Mentre dunque ancora oggi di fatto non esiste alcun provvedimento di blocco dell’estrazione di idrocarburi gassosi o liquidi in Italia – come sottolineano Greenpeace, Legambiente e Wwf in merito alla battaglia innescata sul tema delle trivelle – ma solo la sospensione per 18 mesi di poche decine di permessi di prospezione e ricerca in vista della definizione di un Piano delle aree, sulle energie rinnovabili il Governo parte col freno a mano tirato.
Non a caso da Legambiente spiegano che si tratta di un Piano nazionale che «non salva il clima», mentre Greenpeace parla di un documento «deludente: una versione peggiorata della strategia energetica del precedente Governo», ovvero quella delineata all’interno della Sen approvata nell’autunno 2017. Per questo l’associazione ambientalista chiede che «si apra un confronto sulle prospettive energetiche del Paese», partendo da un punto fermo: «Se l’Italia vuole davvero rispettare l’Accordo di Parigi sul clima non deve certo puntare sulle scarse riserve di idrocarburi ma su efficienza e fonti rinnovabili».
«Sarebbe stato preferibile procedere ad una consultazione preventiva con gli stakeholder prima di inviare la proposta», confermano dal Coordinamento Free – ovvero la più grande associazione italiana nel campo delle energie rinnovabili e dell’efficienza energetica –, che ora ritiene sia «indispensabile» una consultazione pubblica «approfondita e tempestiva» per migliorare il testo.
Un impegno cui i ministeri competenti non sembrano volersi sottrarre.
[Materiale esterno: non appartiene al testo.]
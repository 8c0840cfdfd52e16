use std::net::SocketAddr;
use std::path::{Path, PathBuf};
use std::sync::Arc;

use anyhow::Result;
use axum::{routing::get, Router};
use service_core::{open_cors, shutdown_signal};
use tokio::net::TcpListener;
use tower_http::trace::TraceLayer;
use tracing::{info, instrument};

use crate::client::BackendClient;
use crate::config::FrontendConfig;
use crate::error::ServerError;
use crate::handlers::{data_handler, index_handler};

/// Shared state handed to every handler; read-only after startup.
#[derive(Debug, Clone)]
pub struct AppState {
    pub client: BackendClient,
    pub templates_dir: Arc<Path>,
}

impl AppState {
    pub fn new(client: BackendClient, templates_dir: PathBuf) -> Self {
        Self {
            client,
            templates_dir: Arc::from(templates_dir),
        }
    }
}

pub fn router(state: AppState) -> Router {
    Router::new()
        .route("/", get(index_handler))
        .route("/data", get(data_handler))
        .layer(open_cors())
        .layer(TraceLayer::new_for_http())
        .with_state(state)
}

/// Main entry: validate config, build the backend client, serve until a shutdown signal.
#[instrument(skip(config))]
pub async fn run(config: FrontendConfig) -> Result<()> {
    config.validate()?;
    let data_url = config.api_data_url()?;
    let client = BackendClient::new(data_url, config.backend_timeout)?;
    info!(url = %client.data_url(), "Backend data endpoint");

    let state = AppState::new(client, config.templates_dir.clone());

    let address = SocketAddr::from(([0, 0, 0, 0], config.port));
    let listener = TcpListener::bind(address)
        .await
        .map_err(|source| ServerError::Bind { address, source })?;
    info!(%address, "Starting frontend server");

    axum::serve(listener, router(state))
        .with_graceful_shutdown(shutdown_signal())
        .await
        .map_err(ServerError::Serve)?;

    info!("Frontend server stopped");
    Ok(())
}
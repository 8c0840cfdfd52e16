//! Item record model.
//!
//! Maps to the `items` table. All fields are assigned by the engine except `name`.

use chrono::{DateTime, Utc};
use serde::{Deserialize, Serialize};

#[derive(Debug, Clone, PartialEq, Eq, Serialize, Deserialize, sqlx::FromRow)]
pub struct ItemRecord {
    pub id: i64,
    pub name: String,
    pub created_at: DateTime<Utc>,
}
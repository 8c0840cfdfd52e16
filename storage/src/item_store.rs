use async_trait::async_trait;

use crate::error::StorageError;
use crate::models::ItemRecord;

/// Access to the `items` table.
///
/// Implementations share one pool across all callers; every method is a single
/// round trip and nothing is retried.
#[async_trait]
pub trait ItemStore: Send + Sync {
    /// Creates the `items` table if it does not exist. Safe to call on every start.
    async fn ensure_schema(&self) -> Result<(), StorageError>;

    /// Inserts one row and returns it as assigned by the engine (`INSERT .. RETURNING`).
    async fn insert_item(&self, name: &str) -> Result<ItemRecord, StorageError>;

    /// Returns `true` if a pooled connection answers `SELECT 1`. Never mutates.
    async fn ping(&self) -> bool;

    /// Closes the pool; later calls fail.
    async fn close(&self);
}
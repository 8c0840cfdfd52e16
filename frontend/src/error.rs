//! Error types of the frontend and their HTTP mapping.

use std::net::SocketAddr;

use axum::{
    http::StatusCode,
    response::{IntoResponse, Response},
};
use thiserror::Error;

/// The single upstream call to the backend failed.
#[derive(Error, Debug)]
pub enum ProxyError {
    #[error("Could not fetch data from {url}: {source}")]
    Request {
        url: String,
        #[source]
        source: reqwest::Error,
    },

    #[error("Request to {url} failed with status code: {status}")]
    Status { url: String, status: u16 },

    #[error("Could not read response body from {url}: {source}")]
    Body {
        url: String,
        #[source]
        source: reqwest::Error,
    },

    #[error("Could not decode response body from {url}: {source}")]
    Decode {
        url: String,
        #[source]
        source: serde_json::Error,
    },
}

impl ProxyError {
    pub fn url(&self) -> &str {
        match self {
            Self::Request { url, .. }
            | Self::Status { url, .. }
            | Self::Body { url, .. }
            | Self::Decode { url, .. } => url,
        }
    }
}

impl IntoResponse for ProxyError {
    fn into_response(self) -> Response {
        (
            StatusCode::BAD_GATEWAY,
            format!("Bad Gateway: could not fetch data from API: {}", self.url()),
        )
            .into_response()
    }
}

/// The page template could not be loaded.
#[derive(Error, Debug)]
pub enum PageError {
    #[error("Could not read template {path}: {source}")]
    Template {
        path: String,
        #[source]
        source: std::io::Error,
    },
}

impl IntoResponse for PageError {
    fn into_response(self) -> Response {
        (
            StatusCode::INTERNAL_SERVER_ERROR,
            "Internal Server Error: could not parse template.",
        )
            .into_response()
    }
}

/// Fatal errors of the frontend process.
#[derive(Error, Debug)]
pub enum ServerError {
    #[error("Could not build HTTP client: {0}")]
    Client(#[source] reqwest::Error),

    #[error("Failed to bind {address}: {source}")]
    Bind {
        address: SocketAddr,
        #[source]
        source: std::io::Error,
    },

    #[error("Server error: {0}")]
    Serve(#[source] std::io::Error),
}
//! HTTP handlers and the service functions behind them.

mod data;
mod health;

pub use data::{data_handler, handle_data_request};
pub use health::{handle_health_request, health_handler};
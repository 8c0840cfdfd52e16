use axum::{extract::State, Json};
use chrono::Utc;
use tracing::{error, info, instrument};

use crate::envelope::{Envelope, MOCK_MODE_MESSAGE};
use crate::state::{AppState, StorageMode};

/// Item name for one request; nanosecond timestamp keeps concurrent requests apart.
fn sample_item_name() -> String {
    let nanos = Utc::now().timestamp_nanos_opt().unwrap_or_default();
    format!("Sample Item {}", nanos)
}

/// Builds the `/api/data` envelope.
///
/// Connected: inserts exactly one row per call, so this is neither safe nor idempotent
/// and callers must not retry blindly. Insert failures are reported in-band with
/// `source=error`.
pub async fn handle_data_request(storage: &StorageMode) -> Envelope {
    match storage {
        StorageMode::Mock => {
            info!("Database not connected, returning mock data");
            Envelope {
                message: MOCK_MODE_MESSAGE.to_string(),
                ..Envelope::mock()
            }
        }
        StorageMode::Connected(store) => {
            let name = sample_item_name();
            match store.insert_item(&name).await {
                Ok(record) => Envelope::from_record(record),
                Err(e) => {
                    error!(error = %e, "Error interacting with database");
                    Envelope::storage_error(e)
                }
            }
        }
    }
}

/// `GET /api/data`. Always `200 OK`.
#[instrument(skip(state))]
pub async fn data_handler(State(state): State<AppState>) -> Json<Envelope> {
    info!("Received request to /api/data");
    Json(handle_data_request(&state.storage).await)
}
//! SQLite-backed [`ItemStore`], same contract as the PostgreSQL store.

use async_trait::async_trait;
use tracing::{info, instrument, warn};

use crate::error::StorageError;
use crate::item_store::ItemStore;
use crate::models::ItemRecord;
use crate::sqlite_pool::SqlitePoolManager;

#[derive(Clone)]
pub struct SqliteItemStore {
    pool_manager: SqlitePoolManager,
}

impl SqliteItemStore {
    /// Opens (creating if missing) the database file at `database_path`.
    pub async fn open(database_path: &str) -> Result<Self, StorageError> {
        let pool_manager = SqlitePoolManager::new(database_path).await?;
        Ok(Self { pool_manager })
    }

    pub fn pool_manager(&self) -> &SqlitePoolManager {
        &self.pool_manager
    }
}

#[async_trait]
impl ItemStore for SqliteItemStore {
    async fn ensure_schema(&self) -> Result<(), StorageError> {
        info!("Creating items table if not exists");

        sqlx::query(
            r#"
            CREATE TABLE IF NOT EXISTS items (
                id INTEGER PRIMARY KEY AUTOINCREMENT,
                name TEXT NOT NULL,
                created_at TIMESTAMP NOT NULL DEFAULT CURRENT_TIMESTAMP
            )
            "#,
        )
        .execute(self.pool_manager.pool())
        .await
        .map_err(StorageError::Schema)?;

        info!("Successfully ensured items table exists");
        Ok(())
    }

    #[instrument(skip(self))]
    async fn insert_item(&self, name: &str) -> Result<ItemRecord, StorageError> {
        let record = sqlx::query_as::<_, ItemRecord>(
            "INSERT INTO items (name) VALUES (?) RETURNING id, name, created_at",
        )
        .bind(name)
        .fetch_one(self.pool_manager.pool())
        .await
        .map_err(StorageError::Insert)?;

        info!(id = record.id, name = %record.name, "Inserted item");
        Ok(record)
    }

    async fn ping(&self) -> bool {
        match sqlx::query("SELECT 1")
            .execute(self.pool_manager.pool())
            .await
        {
            Ok(_) => true,
            Err(e) => {
                warn!(error = %e, "Database ping failed");
                false
            }
        }
    }

    async fn close(&self) {
        info!("Closing database connection");
        self.pool_manager.pool().close().await;
    }
}
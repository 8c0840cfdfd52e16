use std::sync::Arc;

use storage::ItemStore;

/// Storage capability, decided once at startup.
#[derive(Clone)]
pub enum StorageMode {
    /// Schema ensured and reachable when the process started.
    Connected(Arc<dyn ItemStore>),
    /// No storage configured, or it was unreachable at startup.
    Mock,
}

impl StorageMode {
    pub fn is_connected(&self) -> bool {
        matches!(self, Self::Connected(_))
    }

    /// Closes the pool if there is one.
    pub async fn close(&self) {
        if let Self::Connected(store) = self {
            store.close().await;
        }
    }
}

impl std::fmt::Debug for StorageMode {
    fn fmt(&self, f: &mut std::fmt::Formatter<'_>) -> std::fmt::Result {
        match self {
            Self::Connected(_) => f.write_str("Connected"),
            Self::Mock => f.write_str("Mock"),
        }
    }
}

/// Shared state handed to every handler.
#[derive(Clone, Debug)]
pub struct AppState {
    pub storage: StorageMode,
}

impl AppState {
    pub fn new(storage: StorageMode) -> Self {
        Self { storage }
    }
}
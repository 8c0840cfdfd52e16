use axum::{
    extract::State,
    http::header::CONTENT_TYPE,
    response::{Html, IntoResponse, Response},
};
use tracing::{error, info, instrument};

use crate::error::{PageError, ProxyError};
use crate::server::AppState;

pub const INDEX_TEMPLATE: &str = "index.html";

/// `GET /`. The template is re-read on every request.
#[instrument(skip(state))]
pub async fn index_handler(State(state): State<AppState>) -> Result<Html<String>, PageError> {
    let path = state.templates_dir.join(INDEX_TEMPLATE);

    match tokio::fs::read_to_string(&path).await {
        Ok(page) => Ok(Html(page)),
        Err(source) => {
            let path = path.display().to_string();
            error!(path = %path, error = %source, "Could not read template");
            Err(PageError::Template { path, source })
        }
    }
}

/// `GET /data`. Relays the backend body verbatim, or `502` if the upstream call fails.
#[instrument(skip(state))]
pub async fn data_handler(State(state): State<AppState>) -> Result<Response, ProxyError> {
    let (body, data) = state.client.fetch_data().await.map_err(|e| {
        error!(error = %e, "Could not fetch data from backend");
        e
    })?;

    info!(data = %data, "Retrieved data from API");

    Ok(([(CONTENT_TYPE, "application/json")], body).into_response())
}
//! Frontend configuration, loaded once from the environment.

use std::path::PathBuf;
use std::time::Duration;

use anyhow::{bail, Result};
use reqwest::Url;
use service_core::{env, LogFormat};

pub const DEFAULT_PORT: u16 = 8080;
pub const DEFAULT_BACKEND_URL: &str = "http://localhost:8081";
pub const DEFAULT_BACKEND_TIMEOUT_SECS: u64 = 10;
pub const DEFAULT_TEMPLATES_DIR: &str = "templates";

#[derive(Debug, Clone)]
pub struct FrontendConfig {
    /// PORT
    pub port: u16,
    /// BACKEND_URL, base URL of the backend service
    pub backend_url: String,
    /// BACKEND_TIMEOUT_SECS, deadline for the whole upstream request
    pub backend_timeout: Duration,
    /// TEMPLATES_DIR, directory holding `index.html`
    pub templates_dir: PathBuf,
    /// LOG_FORMAT
    pub log_format: LogFormat,
    /// LOG_FILE
    pub log_file: Option<String>,
}

impl FrontendConfig {
    pub fn load() -> Result<Self> {
        Ok(Self {
            port: env::parse_or("PORT", DEFAULT_PORT)?,
            backend_url: env::var_or("BACKEND_URL", DEFAULT_BACKEND_URL),
            backend_timeout: Duration::from_secs(env::parse_or(
                "BACKEND_TIMEOUT_SECS",
                DEFAULT_BACKEND_TIMEOUT_SECS,
            )?),
            templates_dir: PathBuf::from(env::var_or("TEMPLATES_DIR", DEFAULT_TEMPLATES_DIR)),
            log_format: env::parse_or("LOG_FORMAT", LogFormat::Json)?,
            log_file: env::var_opt("LOG_FILE"),
        })
    }

    /// Checks that BACKEND_URL is an absolute http(s) URL.
    pub fn validate(&self) -> Result<()> {
        self.api_data_url().map(|_| ())
    }

    /// `<BACKEND_URL>/api/data`, appending to any path already in the base URL.
    pub fn api_data_url(&self) -> Result<Url> {
        let mut url = match Url::parse(&self.backend_url) {
            Ok(url) => url,
            Err(e) => bail!("BACKEND_URL is not a valid URL: {} ({})", self.backend_url, e),
        };
        if !matches!(url.scheme(), "http" | "https") {
            bail!("BACKEND_URL must use http or https: {}", self.backend_url);
        }
        match url.path_segments_mut() {
            Ok(mut segments) => {
                segments.pop_if_empty().extend(["api", "data"]);
            }
            Err(()) => bail!("BACKEND_URL cannot be a base URL: {}", self.backend_url),
        }
        Ok(url)
    }
}
//! Tests for the data and health services and for startup mode selection.
//!
//! Uses the scripted `MockItemStore` and a real SQLite `ItemStore` in a temp dir.

use std::sync::Arc;

use backend::{
    activate_store, handle_data_request, handle_health_request, init_storage, BackendError,
    DbStatus, Source, StorageMode,
};
use chrono::Utc;
use storage::{ItemStore, SqliteItemStore};
use tempfile::TempDir;

use mock_item_store::MockItemStore;

async fn sqlite_mode() -> (TempDir, Arc<SqliteItemStore>, StorageMode) {
    let dir = TempDir::new().expect("temp dir");
    let path = dir.path().join("backend.db");
    let store = Arc::new(
        SqliteItemStore::open(&path.to_string_lossy())
            .await
            .expect("open sqlite"),
    );
    let mode = activate_store(store.clone())
        .await
        .expect("activate sqlite store");
    (dir, store, mode)
}

/// **Test: Mock mode envelope.**
///
/// **Expected:** id 1, source mock, not-connected message, recent timestamp.
#[tokio::test]
async fn test_data_request_mock_mode() {
    let before = Utc::now();
    let envelope = handle_data_request(&StorageMode::Mock).await;

    assert_eq!(envelope.id, 1);
    assert_eq!(envelope.source, Source::Mock);
    assert!(envelope.message.contains("DB not connected"));
    assert!(envelope.timestamp >= before);
    assert!(envelope.timestamp <= Utc::now());
}

/// **Test: Connected store, successful insert.**
///
/// **Expected:** exactly one insert per call; envelope mirrors the returned row.
#[tokio::test]
async fn test_data_request_inserts_one_row_per_call() {
    let store = MockItemStore::new();
    let mode = StorageMode::Connected(Arc::new(store.clone()));

    let first = handle_data_request(&mode).await;
    let second = handle_data_request(&mode).await;

    assert_eq!(store.insert_call_count(), 2);
    assert_eq!(first.source, Source::Database);
    assert_eq!(second.source, Source::Database);
    assert_eq!(first.id, 1);
    assert_eq!(second.id, 2);

    let names = store.inserted_names();
    assert_eq!(first.message, format!("Item from DB: {}", names[0]));
    assert!(names[0].starts_with("Sample Item "));
}

/// **Test: Connected store, failing insert.**
///
/// Design smell kept on purpose: a storage failure is not an HTTP error, only
/// `source=error` in the body.
#[tokio::test]
async fn test_data_request_insert_failure_is_in_band() {
    let store = MockItemStore::failing_inserts();
    let mode = StorageMode::Connected(Arc::new(store.clone()));

    let envelope = handle_data_request(&mode).await;

    assert_eq!(store.insert_call_count(), 1, "no retries");
    assert_eq!(envelope.id, 1);
    assert_eq!(envelope.source, Source::Error);
    assert!(envelope
        .message
        .starts_with("Error interacting with database: "));
    assert!(envelope.message.contains("connection reset by peer"));
}

/// **Test: Two requests against a real empty SQLite database.**
///
/// **Expected:** both `database`, ids strictly increasing, timestamps from the rows.
#[tokio::test]
async fn test_data_request_against_sqlite() {
    let (_dir, _store, mode) = sqlite_mode().await;

    let first = handle_data_request(&mode).await;
    let second = handle_data_request(&mode).await;

    assert_eq!(first.source, Source::Database);
    assert_eq!(second.source, Source::Database);
    assert!(second.id > first.id);
    assert!(second.timestamp <= Utc::now());
    assert!(first.message.starts_with("Item from DB: Sample Item "));
}

/// **Test: Store closed mid-run (connection dropped).**
#[tokio::test]
async fn test_data_request_after_pool_closed() {
    let (_dir, store, mode) = sqlite_mode().await;
    store.close().await;

    let envelope = handle_data_request(&mode).await;

    assert_eq!(envelope.source, Source::Error);
    assert_eq!(envelope.id, 1);
    assert!(envelope.message.len() > "Error interacting with database: ".len());
}

#[tokio::test]
async fn test_health_mock_mode_is_down() {
    let health = handle_health_request(&StorageMode::Mock).await;

    assert_eq!(health.status, "OK");
    assert_eq!(health.db_status, DbStatus::Down);
}

#[tokio::test]
async fn test_health_reachable_store_is_up() {
    let (_dir, _store, mode) = sqlite_mode().await;

    let health = handle_health_request(&mode).await;

    assert_eq!(health.status, "OK");
    assert_eq!(health.db_status, DbStatus::Up);
}

/// **Test: Configured but unreachable store.**
///
/// **Expected:** process still reports OK, db DOWN; no writes.
#[tokio::test]
async fn test_health_unreachable_store_is_down() {
    let store = MockItemStore::new();
    let mode = StorageMode::Connected(Arc::new(store.clone()));
    store.set_unreachable(true);

    let health = handle_health_request(&mode).await;

    assert_eq!(health.status, "OK");
    assert_eq!(health.db_status, DbStatus::Down);
    assert_eq!(store.ping_call_count(), 1);
    assert_eq!(store.insert_call_count(), 0);
}

#[tokio::test]
async fn test_init_storage_without_settings_is_mock() {
    let mode = init_storage(None).await.expect("mock mode never fails");

    assert!(!mode.is_connected());
}

/// **Test: Store unreachable at startup downgrades to mock mode.**
#[tokio::test]
async fn test_activate_unreachable_store_downgrades() {
    let store = MockItemStore::unreachable();

    let mode = activate_store(Arc::new(store.clone()))
        .await
        .expect("unreachable store is not fatal");

    assert!(!mode.is_connected());
    assert!(store.is_closed());
    assert_eq!(store.schema_call_count(), 0);
}

/// **Test: Schema failure at startup is fatal.**
#[tokio::test]
async fn test_activate_schema_failure_is_fatal() {
    let store = MockItemStore::failing_schema();

    let err = activate_store(Arc::new(store.clone()))
        .await
        .expect_err("schema failure must abort startup");

    assert!(matches!(err, BackendError::Schema(_)));
    assert!(store.is_closed());
}

#[tokio::test]
async fn test_activate_healthy_store_connects() {
    let store = MockItemStore::new();

    let mode = activate_store(Arc::new(store.clone()))
        .await
        .expect("healthy store");

    assert!(mode.is_connected());
    assert_eq!(store.schema_call_count(), 1);
    assert!(!store.is_closed());
}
Nel corso di quest’anno prevedono l’organizzazione di un’ampia consultazione pubblica che comprenda anche le autorità locali, audizioni in Parlamento e incontri tematici con le parti interessate sui temi dell’energia e del clima. Ma il tempo stringe, e la recessione economica che è tornata ad avvitarsi sul nostro Paese suggerisce l’importanza di accelerare. Pur a fronte di obiettivi timidi, le stime elaborate dal Governo indicano che il Piano energia e clima stimolerà 7,2 miliardi di euro annui in più (nel periodo 2017-2030) di valore aggiunto rispetto alle politiche correnti, 115 mila occupati temporanei medi annui (Ula dirette e indirette) aggiuntivi e 13,2 miliardi di euro in più all’anno di investimenti. Investire nella transizione ecologica conviene, a tutto il Paese.